2008-07-15 , Quax, Rick

For explanation and prediction of the evolution of infectious diseases in populations, researchers often use simplified mathematical models for simulation. We believe that the results from these models are often questionable when the epidemic dynamics becomes more complex, and that developing more realistic models is intractable. In this dissertation we propose to simulate infectious disease propagation using dynamic and complex networks. We present the Simulator of Epidemic Evolution using Complex Networks (SEECN), an expressive and high-performance framework that combines algorithms for graph generation and various operators for modeling temporal dynamics.
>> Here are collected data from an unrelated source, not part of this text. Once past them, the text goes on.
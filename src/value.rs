//! Tagged runtime values manipulated by the interpreter.
use std::fmt;
use std::sync::Arc;

use crate::error::{Result, RuntimeError};
use crate::heap::ObjectRef;
use crate::program::{BaseTypeKind, Class, Type};

/// JVM value types.
///
/// Every slot of the operand stack and of the local variable array holds
/// one of these. Objects and arrays are handles into the heap, the
/// interpreter never owns their storage.
#[derive(Clone)]
pub enum Value {
    Integer(i32),
    Long(i64),
    Float(f32),
    Double(f64),
    Byte(i8),
    Short(i16),
    Char(u16),
    Bool(bool),
    Object(ObjectRef),
    Array(ObjectRef),
    ClassRef(Arc<Class>),
    ReturnAddress(usize),
    Null,
}

/// Tag of a `Value`, without its payload.
#[derive(Debug, Copy, Clone, PartialEq, Eq)]
pub enum ValueKind {
    Integer,
    Long,
    Float,
    Double,
    Byte,
    Short,
    Char,
    Bool,
    Object,
    Array,
    ClassRef,
    ReturnAddress,
    Null,
}

impl ValueKind {
    pub const fn name(&self) -> &'static str {
        match self {
            Self::Integer => "int",
            Self::Long => "long",
            Self::Float => "float",
            Self::Double => "double",
            Self::Byte => "byte",
            Self::Short => "short",
            Self::Char => "char",
            Self::Bool => "boolean",
            Self::Object => "object",
            Self::Array => "array",
            Self::ClassRef => "class",
            Self::ReturnAddress => "returnAddress",
            Self::Null => "null",
        }
    }
}

impl Value {
    /// Returns the type of the value.
    pub fn t(&self) -> ValueKind {
        match self {
            Self::Integer(_) => ValueKind::Integer,
            Self::Long(_) => ValueKind::Long,
            Self::Float(_) => ValueKind::Float,
            Self::Double(_) => ValueKind::Double,
            Self::Byte(_) => ValueKind::Byte,
            Self::Short(_) => ValueKind::Short,
            Self::Char(_) => ValueKind::Char,
            Self::Bool(_) => ValueKind::Bool,
            Self::Object(_) => ValueKind::Object,
            Self::Array(_) => ValueKind::Array,
            Self::ClassRef(_) => ValueKind::ClassRef,
            Self::ReturnAddress(_) => ValueKind::ReturnAddress,
            Self::Null => ValueKind::Null,
        }
    }

    /// Long and double take two slots and are handled as one unit by the
    /// stack manipulation instructions.
    pub fn is_category_two(&self) -> bool {
        matches!(self, Self::Long(_) | Self::Double(_))
    }

    pub fn is_reference(&self) -> bool {
        matches!(
            self,
            Self::Object(_) | Self::Array(_) | Self::ClassRef(_) | Self::Null
        )
    }

    pub fn is_null(&self) -> bool {
        matches!(self, Self::Null)
    }

    fn mismatch(&self, expected: &'static str) -> RuntimeError {
        RuntimeError::TypeMismatch {
            expected,
            found: self.t().name(),
        }
    }

    /// Up-casts any int-like value (int, byte, short, char, boolean) to an
    /// `i32`.
    pub fn as_int(&self) -> Result<i32> {
        match *self {
            Self::Integer(v) => Ok(v),
            Self::Byte(v) => Ok(v as i32),
            Self::Short(v) => Ok(v as i32),
            Self::Char(v) => Ok(v as i32),
            Self::Bool(v) => Ok(v as i32),
            _ => Err(self.mismatch("int")),
        }
    }

    pub fn as_long(&self) -> Result<i64> {
        match *self {
            Self::Long(v) => Ok(v),
            _ => Err(self.mismatch("long")),
        }
    }

    pub fn as_float(&self) -> Result<f32> {
        match *self {
            Self::Float(v) => Ok(v),
            _ => Err(self.mismatch("float")),
        }
    }

    pub fn as_double(&self) -> Result<f64> {
        match *self {
            Self::Double(v) => Ok(v),
            _ => Err(self.mismatch("double")),
        }
    }

    pub fn as_return_address(&self) -> Result<usize> {
        match *self {
            Self::ReturnAddress(v) => Ok(v),
            _ => Err(self.mismatch("returnAddress")),
        }
    }

    /// Returns the heap handle behind an object or array reference, `None`
    /// for null.
    pub fn as_heap_ref(&self) -> Result<Option<ObjectRef>> {
        match self {
            Self::Object(r) | Self::Array(r) => Ok(Some(*r)),
            Self::Null => Ok(None),
            _ => Err(self.mismatch("reference")),
        }
    }

    /// Checks that the value is some kind of reference and returns it
    /// unchanged.
    pub fn into_reference(self) -> Result<Self> {
        if self.is_reference() || matches!(self, Self::ReturnAddress(_)) {
            Ok(self)
        } else {
            Err(self.mismatch("reference"))
        }
    }

    /// Default value of a field or array element of the given type.
    pub fn default_for(t: &Type) -> Self {
        match t.t {
            BaseTypeKind::Long => Self::Long(0),
            BaseTypeKind::Float => Self::Float(0.0),
            BaseTypeKind::Double => Self::Double(0.0),
            BaseTypeKind::Reference | BaseTypeKind::Array | BaseTypeKind::Void => {
                Self::Null
            }
            _ => Self::Integer(0),
        }
    }

    /// Converts a value popped from the operand stack into what a field,
    /// return slot or argument of type `t` holds. Sub-int types are truncated
    /// like `i2b` and friends, booleans keep only their low bit.
    pub fn coerce_to(self, t: &Type) -> Result<Self> {
        match t.t {
            BaseTypeKind::Int => Ok(Self::Integer(self.as_int()?)),
            BaseTypeKind::Byte => Ok(Self::Integer(int_to_byte(self.as_int()?))),
            BaseTypeKind::Char => Ok(Self::Integer(int_to_char(self.as_int()?))),
            BaseTypeKind::Short => Ok(Self::Integer(int_to_short(self.as_int()?))),
            BaseTypeKind::Boolean => Ok(Self::Integer(self.as_int()? & 1)),
            BaseTypeKind::Long => Ok(Self::Long(self.as_long()?)),
            BaseTypeKind::Float => Ok(Self::Float(self.as_float()?)),
            BaseTypeKind::Double => Ok(Self::Double(self.as_double()?)),
            BaseTypeKind::Reference | BaseTypeKind::Array => self.into_reference(),
            BaseTypeKind::Void => Err(self.mismatch("void")),
        }
    }

    /// Reference equality as used by `if_acmpeq` and friends.
    pub fn same_reference(&self, other: &Self) -> bool {
        match (self, other) {
            (Self::Null, Self::Null) => true,
            (Self::Object(a), Self::Object(b)) | (Self::Array(a), Self::Array(b)) => a == b,
            (Self::ClassRef(a), Self::ClassRef(b)) => Arc::ptr_eq(a, b),
            _ => false,
        }
    }
}

impl PartialEq for Value {
    fn eq(&self, other: &Self) -> bool {
        match (self, other) {
            (Self::Integer(a), Self::Integer(b)) => a == b,
            (Self::Long(a), Self::Long(b)) => a == b,
            (Self::Float(a), Self::Float(b)) => a.to_bits() == b.to_bits(),
            (Self::Double(a), Self::Double(b)) => a.to_bits() == b.to_bits(),
            (Self::Byte(a), Self::Byte(b)) => a == b,
            (Self::Short(a), Self::Short(b)) => a == b,
            (Self::Char(a), Self::Char(b)) => a == b,
            (Self::Bool(a), Self::Bool(b)) => a == b,
            (Self::ReturnAddress(a), Self::ReturnAddress(b)) => a == b,
            _ => self.is_reference() && other.is_reference() && self.same_reference(other),
        }
    }
}

impl fmt::Debug for Value {
    fn fmt(&self, f: &mut fmt::Formatter) -> fmt::Result {
        match self {
            Self::Integer(v) => write!(f, "int({v})"),
            Self::Long(v) => write!(f, "long({v})"),
            Self::Float(v) => write!(f, "float({v})"),
            Self::Double(v) => write!(f, "double({v})"),
            Self::Byte(v) => write!(f, "byte({v})"),
            Self::Short(v) => write!(f, "short({v})"),
            Self::Char(v) => write!(f, "char({v})"),
            Self::Bool(v) => write!(f, "boolean({v})"),
            Self::Object(r) => write!(f, "object(#{})", r.index()),
            Self::Array(r) => write!(f, "array(#{})", r.index()),
            Self::ClassRef(c) => write!(f, "class({})", c.name()),
            Self::ReturnAddress(pc) => write!(f, "returnAddress({pc})"),
            Self::Null => write!(f, "null"),
        }
    }
}

/// Three way comparison of two floating point values where an unordered
/// result (either operand NaN) yields `nan_result`.
pub fn compare_floating<T: PartialOrd>(a: T, b: T, nan_result: i32) -> i32 {
    match a.partial_cmp(&b) {
        Some(std::cmp::Ordering::Greater) => 1,
        Some(std::cmp::Ordering::Equal) => 0,
        Some(std::cmp::Ordering::Less) => -1,
        None => nan_result,
    }
}

/// `i2b`, truncate to 8 bits and sign extend.
pub fn int_to_byte(v: i32) -> i32 {
    (v & 0xff) as u8 as i8 as i32
}

/// `i2c`, truncate to 16 bits and zero extend.
pub fn int_to_char(v: i32) -> i32 {
    v & 0xffff
}

/// `i2s`, truncate to 16 bits and sign extend.
pub fn int_to_short(v: i32) -> i32 {
    (v & 0xffff) as u16 as i16 as i32
}

#[cfg(test)]
mod tests {
    use super::*;

    #[test]
    fn int_like_values_up_cast() {
        assert_eq!(Value::Byte(-3).as_int(), Ok(-3));
        assert_eq!(Value::Char(0xffff).as_int(), Ok(0xffff));
        assert_eq!(Value::Bool(true).as_int(), Ok(1));
        assert_eq!(
            Value::Float(1.0).as_int(),
            Err(RuntimeError::TypeMismatch {
                expected: "int",
                found: "float"
            })
        );
    }

    #[test]
    fn categories() {
        assert!(Value::Long(1).is_category_two());
        assert!(Value::Double(1.0).is_category_two());
        assert!(!Value::Integer(1).is_category_two());
        assert!(!Value::Null.is_category_two());
        assert!(Value::Null.is_reference());
    }

    #[test]
    fn nan_comparisons_use_caller_result() {
        assert_eq!(compare_floating(f32::NAN, f32::NAN, -1), -1);
        assert_eq!(compare_floating(f32::NAN, f32::NAN, 1), 1);
        assert_eq!(compare_floating(1.0f64, f64::NAN, 1), 1);
        assert_eq!(compare_floating(2.0f32, 1.0, -1), 1);
        assert_eq!(compare_floating(-0.0f64, 0.0, -1), 0);
    }

    #[test]
    fn coercion_follows_declared_type() {
        let (byte, _) = crate::program::decode_type("B").unwrap();
        let (boolean, _) = crate::program::decode_type("Z").unwrap();
        let (long, _) = crate::program::decode_type("J").unwrap();
        assert_eq!(Value::Integer(0x1ff).coerce_to(&byte), Ok(Value::Integer(-1)));
        assert_eq!(Value::Integer(2).coerce_to(&boolean), Ok(Value::Integer(0)));
        assert_eq!(Value::Long(5).coerce_to(&long), Ok(Value::Long(5)));
        assert!(Value::Integer(5).coerce_to(&long).is_err());
    }

    #[test]
    fn narrowing_masks() {
        assert_eq!(int_to_byte(0x1ff), -1);
        assert_eq!(int_to_byte(0x7f), 127);
        assert_eq!(int_to_char(-1), 0xffff);
        assert_eq!(int_to_short(0x18000), -32768);
        assert_eq!(int_to_short(0x7fff), 0x7fff);
    }
}
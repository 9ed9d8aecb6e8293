//! Garbage collector interface seen by the interpreter.
use std::sync::atomic::{AtomicBool, AtomicUsize, Ordering};

/// The interpreter asks `must_collect` before decoding every instruction and
/// calls `collect` synchronously when it answers yes.
pub trait GarbageCollector: Send + Sync {
    fn must_collect(&self) -> bool;
    fn collect(&self);
}

/// Collector that never runs, the heap only grows.
#[derive(Debug, Default)]
pub struct NoopCollector;

impl GarbageCollector for NoopCollector {
    fn must_collect(&self) -> bool {
        false
    }

    fn collect(&self) {}
}

/// Collector driven by an external memory pressure flag. It only counts
/// collections, reclaiming memory is left to whoever raises the flag.
#[derive(Debug, Default)]
pub struct FlaggedCollector {
    pending: AtomicBool,
    collections: AtomicUsize,
}

impl FlaggedCollector {
    pub fn new() -> Self {
        Self::default()
    }

    pub fn request(&self) {
        self.pending.store(true, Ordering::Release);
    }

    pub fn collections(&self) -> usize {
        self.collections.load(Ordering::Acquire)
    }
}

impl GarbageCollector for FlaggedCollector {
    fn must_collect(&self) -> bool {
        self.pending.load(Ordering::Acquire)
    }

    fn collect(&self) {
        self.pending.store(false, Ordering::Release);
        self.collections.fetch_add(1, Ordering::AcqRel);
    }
}
//! Bridge to methods implemented by the host.
//!
//! Native methods find their arguments on the caller's operand stack,
//! receiver first, exactly as the invoke instruction left them. They pop
//! what they consume and push their return value, if any.
use std::collections::HashMap;
use std::sync::Arc;

use tracing::error;

use crate::error::{Result, RuntimeError};
use crate::exceptions::{
    ARRAY_INDEX_OUT_OF_BOUNDS_EXCEPTION, ARRAY_STORE_EXCEPTION, NULL_POINTER_EXCEPTION,
};
use crate::heap::{ArrayType, ObjectRef};
use crate::objects::{component_name, is_assignable};
use crate::program::{Method, JAVA_LANG_CLASS};
use crate::runtime::Runtime;
use crate::state::VirtualMachineState;
use crate::value::Value;

pub type NativeFn =
    Arc<dyn Fn(&Runtime, &mut VirtualMachineState) -> Result<()> + Send + Sync>;

pub trait NativeBridge: Send + Sync {
    /// Runs the native implementation of `method`. Returns false, without
    /// touching the operand stack, when there is none.
    fn execute(
        &self,
        runtime: &Runtime,
        state: &mut VirtualMachineState,
        method: &Method,
    ) -> Result<bool>;
}

/// Native methods keyed by `class.name(descriptor)`.
#[derive(Default)]
pub struct NativeRegistry {
    functions: HashMap<String, NativeFn>,
}

impl NativeRegistry {
    pub fn new() -> Self {
        Self::default()
    }

    /// Registry with `Object.hashCode`, `Class.getName`, `System.arraycopy`
    /// and a `ThreadGroup.uncaughtException` that logs the exception.
    pub fn with_core_natives() -> Self {
        let mut registry = Self::new();
        registry.register("java/lang/Object", "hashCode", "()I", Arc::new(object_hash_code));
        registry.register(
            JAVA_LANG_CLASS,
            "getName",
            "()Ljava/lang/String;",
            Arc::new(class_get_name),
        );
        registry.register(
            "java/lang/System",
            "arraycopy",
            "(Ljava/lang/Object;ILjava/lang/Object;II)V",
            Arc::new(system_arraycopy),
        );
        registry.register(
            "java/lang/ThreadGroup",
            "uncaughtException",
            "(Ljava/lang/Thread;Ljava/lang/Throwable;)V",
            Arc::new(thread_group_uncaught_exception),
        );
        registry
    }

    pub fn register(&mut self, class: &str, name: &str, descriptor: &str, function: NativeFn) {
        self.functions
            .insert(format!("{class}.{name}{descriptor}"), function);
    }

    pub fn contains(&self, signature: &str) -> bool {
        self.functions.contains_key(signature)
    }
}

impl NativeBridge for NativeRegistry {
    fn execute(
        &self,
        runtime: &Runtime,
        state: &mut VirtualMachineState,
        method: &Method,
    ) -> Result<bool> {
        match self.functions.get(&method.signature()) {
            Some(function) => {
                function(runtime, state)?;
                Ok(true)
            }
            None => Ok(false),
        }
    }
}

// Identity hash. The handle index is stable for the object's lifetime and
// class objects live as long as their class.
fn object_hash_code(runtime: &Runtime, state: &mut VirtualMachineState) -> Result<()> {
    let hash = match state.pop_operand()? {
        Value::ClassRef(class) => Arc::as_ptr(&class) as usize as i32,
        other => match other.as_heap_ref()? {
            Some(r) => r.index() as i32,
            None => return runtime.throw_exception(state, NULL_POINTER_EXCEPTION),
        },
    };
    state.push_operand(Value::Integer(hash));
    Ok(())
}

// Binary name, `java.lang.String` for `java/lang/String`.
fn class_get_name(runtime: &Runtime, state: &mut VirtualMachineState) -> Result<()> {
    let name = match state.pop_operand()? {
        Value::ClassRef(class) => class.name().replace('/', "."),
        Value::Null => return runtime.throw_exception(state, NULL_POINTER_EXCEPTION),
        other => {
            return Err(RuntimeError::TypeMismatch {
                expected: "class",
                found: other.t().name(),
            })
        }
    };
    if let Some(string) = runtime.allocate(state, |_| runtime.new_string(&name))? {
        state.push_operand(Value::Object(string));
    }
    Ok(())
}

fn system_arraycopy(runtime: &Runtime, state: &mut VirtualMachineState) -> Result<()> {
    let length = state.pop_operand()?.as_int()?;
    let dest_pos = state.pop_operand()?.as_int()?;
    let dest = state.pop_operand()?.as_heap_ref()?;
    let src_pos = state.pop_operand()?.as_int()?;
    let src = state.pop_operand()?.as_heap_ref()?;
    let (Some(src), Some(dest)) = (src, dest) else {
        return runtime.throw_exception(state, NULL_POINTER_EXCEPTION);
    };
    copy_elements(runtime, state, (src, src_pos), (dest, dest_pos), length)
}

// Copies `length` elements between two (array, position) pairs. Reference
// elements that don't fit the destination stop the copy with an
// ArrayStoreException, the ones before them stay copied.
fn copy_elements(
    runtime: &Runtime,
    state: &mut VirtualMachineState,
    (src, src_pos): (ObjectRef, i32),
    (dest, dest_pos): (ObjectRef, i32),
    length: i32,
) -> Result<()> {
    let heap = &runtime.jvm().heap;
    if !heap.is_array(src)? || !heap.is_array(dest)? {
        return runtime.throw_exception(state, ARRAY_STORE_EXCEPTION);
    }
    let (src_type, src_descriptor) =
        heap.with_array(src, |a| Ok((a.element_type, a.descriptor.clone())))?;
    let (dest_type, dest_descriptor) =
        heap.with_array(dest, |a| Ok((a.element_type, a.descriptor.clone())))?;
    if src_type != dest_type {
        let message = format!("{src_descriptor} copied into {dest_descriptor}");
        return runtime.throw_exception_with_message(state, ARRAY_STORE_EXCEPTION, &message);
    }
    let src_len = heap.array_length(src)? as i64;
    let dest_len = heap.array_length(dest)? as i64;
    let (src_pos, dest_pos, length) = (src_pos as i64, dest_pos as i64, length as i64);
    if src_pos < 0
        || dest_pos < 0
        || length < 0
        || src_pos + length > src_len
        || dest_pos + length > dest_len
    {
        return runtime.throw_exception(state, ARRAY_INDEX_OUT_OF_BOUNDS_EXCEPTION);
    }
    let (src_pos, dest_pos, length) = (src_pos as usize, dest_pos as usize, length as usize);
    // Copy out first so overlapping ranges of the same array behave.
    let elements =
        heap.with_array(src, |a| Ok(a.elements[src_pos..src_pos + length].to_vec()))?;

    let classes = runtime.jvm().classes.as_ref();
    let mut rejected = None;
    if src_type == ArrayType::Reference
        && !is_assignable(classes, &src_descriptor, &dest_descriptor)
    {
        let component = &dest_descriptor[1..];
        let target = component_name(component).unwrap_or(component);
        for (index, element) in elements.iter().enumerate() {
            if element.is_null() {
                continue;
            }
            let source = runtime.runtime_type_name(element)?;
            if !is_assignable(classes, &source, target) {
                rejected = Some((index, source));
                break;
            }
        }
    }
    let copied = rejected.as_ref().map_or(length, |(index, _)| *index);
    heap.with_array_mut(dest, |a| {
        a.elements[dest_pos..dest_pos + copied].clone_from_slice(&elements[..copied]);
        Ok(())
    })?;
    match rejected {
        Some((_, source)) => {
            let message = format!("{source} stored into {dest_descriptor}");
            runtime.throw_exception_with_message(state, ARRAY_STORE_EXCEPTION, &message)
        }
        None => Ok(()),
    }
}

fn thread_group_uncaught_exception(
    runtime: &Runtime,
    state: &mut VirtualMachineState,
) -> Result<()> {
    let throwable = state.pop_operand()?.as_heap_ref()?;
    let _thread = state.pop_operand()?;
    let _group = state.pop_operand()?;
    let class = match throwable {
        Some(r) => runtime.jvm().heap.class_of(r)?.name().to_string(),
        None => "null".to_string(),
    };
    error!(exception = %class, "uncaught exception");
    Ok(())
}

#[cfg(test)]
mod tests {
    use super::*;
    use crate::jvm::ClassLibrary;
    use crate::program::{ClassBuilder, MethodBuilder, ACC_STATIC};
    use crate::testing::{call, returned, runtime_with, thrown_class};

    const ARRAYCOPY_DESCRIPTOR: &str = "(Ljava/lang/Object;ILjava/lang/Object;II)V";

    // int[] a = {1, 2, 0, 0}; System.arraycopy(a, 0, a, 1, length);
    // return a[2];
    fn arraycopy_class(length: u8) -> crate::program::Class {
        let mut builder = ClassBuilder::new("Copy");
        let [hi, lo] = builder
            .method_ref("java/lang/System", "arraycopy", ARRAYCOPY_DESCRIPTOR)
            .to_be_bytes();
        builder.method(
            MethodBuilder::new("run", "()I")
                .access_flags(ACC_STATIC)
                .max_locals(1)
                .code(vec![
                    0x07, 0xbc, 10, 0x4b, // iconst_4, newarray int, astore_0
                    0x2a, 0x03, 0x04, 0x4f, // a[0] = 1
                    0x2a, 0x04, 0x05, 0x4f, // a[1] = 2
                    0x2a, 0x03, 0x2a, 0x04, 0x10, length, 0xb8, hi, lo, // arraycopy
                    0x2a, 0x05, 0x2e, 0xac, // return a[2]
                ]),
        );
        builder.build().unwrap()
    }

    #[test]
    fn arraycopy_handles_overlapping_ranges() {
        let runtime = runtime_with(vec![arraycopy_class(2)]);
        let mut state = VirtualMachineState::new();
        let result = call(&runtime, &mut state, "Copy", "run", "()I", vec![]);
        assert_eq!(returned(result), Value::Integer(2));
    }

    #[test]
    fn arraycopy_checks_bounds() {
        let runtime = runtime_with(vec![arraycopy_class(5)]);
        let mut state = VirtualMachineState::new();
        let result = call(&runtime, &mut state, "Copy", "run", "()I", vec![]);
        assert_eq!(thrown_class(&runtime, result), ARRAY_INDEX_OUT_OF_BOUNDS_EXCEPTION);
    }

    #[test]
    fn arraycopy_stops_at_the_first_incompatible_reference() {
        // System.arraycopy(objects, 0, strings, 0, 3)
        let mut builder = ClassBuilder::new("Copy");
        let [hi, lo] = builder
            .method_ref("java/lang/System", "arraycopy", ARRAYCOPY_DESCRIPTOR)
            .to_be_bytes();
        builder.method(
            MethodBuilder::new("run", "([Ljava/lang/Object;[Ljava/lang/String;)V")
                .access_flags(ACC_STATIC)
                .code(vec![0x2a, 0x03, 0x2b, 0x03, 0x06, 0xb8, hi, lo, 0xb1]),
        );
        let runtime = runtime_with(vec![builder.build().unwrap()]);
        let heap = &runtime.jvm().heap;
        let object_class = runtime.jvm().classes.find_class("java/lang/Object").unwrap();
        let text = runtime.new_string("text").unwrap();
        let object = heap.allocate_object(object_class, Vec::new()).unwrap();
        let objects = heap
            .allocate_array_from(
                ArrayType::Reference,
                "[Ljava/lang/Object;",
                vec![Value::Object(text), Value::Null, Value::Object(object)],
            )
            .unwrap();
        let strings = heap
            .allocate_array(ArrayType::Reference, "[Ljava/lang/String;", 3)
            .unwrap();

        let mut state = VirtualMachineState::new();
        let args = vec![Value::Array(objects), Value::Array(strings)];
        let descriptor = "([Ljava/lang/Object;[Ljava/lang/String;)V";
        let result = call(&runtime, &mut state, "Copy", "run", descriptor, args);
        assert_eq!(thrown_class(&runtime, result), ARRAY_STORE_EXCEPTION);
        assert_eq!(heap.array_load(strings, 0).unwrap(), Some(Value::Object(text)));
        assert_eq!(heap.array_load(strings, 2).unwrap(), Some(Value::Null));
    }

    #[test]
    fn class_names_use_dots() {
        // ldc_w class, invokevirtual Class.getName, areturn
        let mut builder = ClassBuilder::new("pkg/Named");
        let [chi, clo] = builder.class_ref("pkg/Named").to_be_bytes();
        let [hi, lo] = builder
            .method_ref(JAVA_LANG_CLASS, "getName", "()Ljava/lang/String;")
            .to_be_bytes();
        builder.method(
            MethodBuilder::new("run", "()Ljava/lang/String;")
                .access_flags(ACC_STATIC)
                .code(vec![0x13, chi, clo, 0xb6, hi, lo, 0xb0]),
        );
        let runtime = runtime_with(vec![builder.build().unwrap()]);
        let mut state = VirtualMachineState::new();
        let result = call(&runtime, &mut state, "pkg/Named", "run", "()Ljava/lang/String;", vec![]);
        let Value::Object(name) = returned(result) else {
            panic!("getName did not return a string");
        };
        let name = runtime.jvm().heap.read_string(name).unwrap();
        assert_eq!(name.as_deref(), Some("pkg.Named"));
    }

    #[test]
    fn hash_code_is_the_handle_index() {
        let runtime = runtime_with(vec![]);
        let classes = runtime.jvm().classes.as_ref();
        let class = classes.find_class("java/lang/Object").unwrap();
        let object = runtime.jvm().heap.allocate_object(class, Vec::new()).unwrap();
        let mut state = VirtualMachineState::new();
        let result = call(
            &runtime,
            &mut state,
            "java/lang/Object",
            "hashCode",
            "()I",
            vec![Value::Object(object)],
        );
        assert_eq!(returned(result), Value::Integer(object.index() as i32));
    }

    #[test]
    fn core_natives_are_registered_by_signature() {
        let registry = NativeRegistry::with_core_natives();
        assert!(registry.contains("java/lang/Object.hashCode()I"));
        assert!(registry.contains(&format!("java/lang/System.arraycopy{ARRAYCOPY_DESCRIPTOR}")));
        assert!(registry.contains("java/lang/Class.getName()Ljava/lang/String;"));
        assert!(!registry.contains("java/lang/Object.hashCode()J"));
    }
}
For graph generation we use the Kronecker algorithm, derive its underlying statistical structure and exploit it for a variety of purposes. Then the epidemic is evolved over the network by simulating the dynamics of the population and the epidemic simultaneously, where each type of dynamics is performed by a separate operator. All dynamics operators can be fully and independently parameterized, facilitating incremental model development and enabling different influences to be toggled for differential analysis. As a prototype, we simulate two relatively complex models for the HIV epidemic and find a remarkable fit to reported data for AIDS incidence and prevalence. Our most important conclusion is that the mere dynamics of the HIV epidemic is sufficient to produce rather complex trends in the incidence and prevalence statistics, e.g. without the introduction of particularly effective treatments at specific times. We show that this invalidates assumptions and conclusions made previously in the literature, and argue that simulations used for explanation and prediction of trends should incorporate more realistic models for both the population and the epidemic than is currently done. In addition, we substantiate a previously predicted paradox that the availability of Highly Active Anti-Retroviral Treatment likely causes an increased HIV incidence.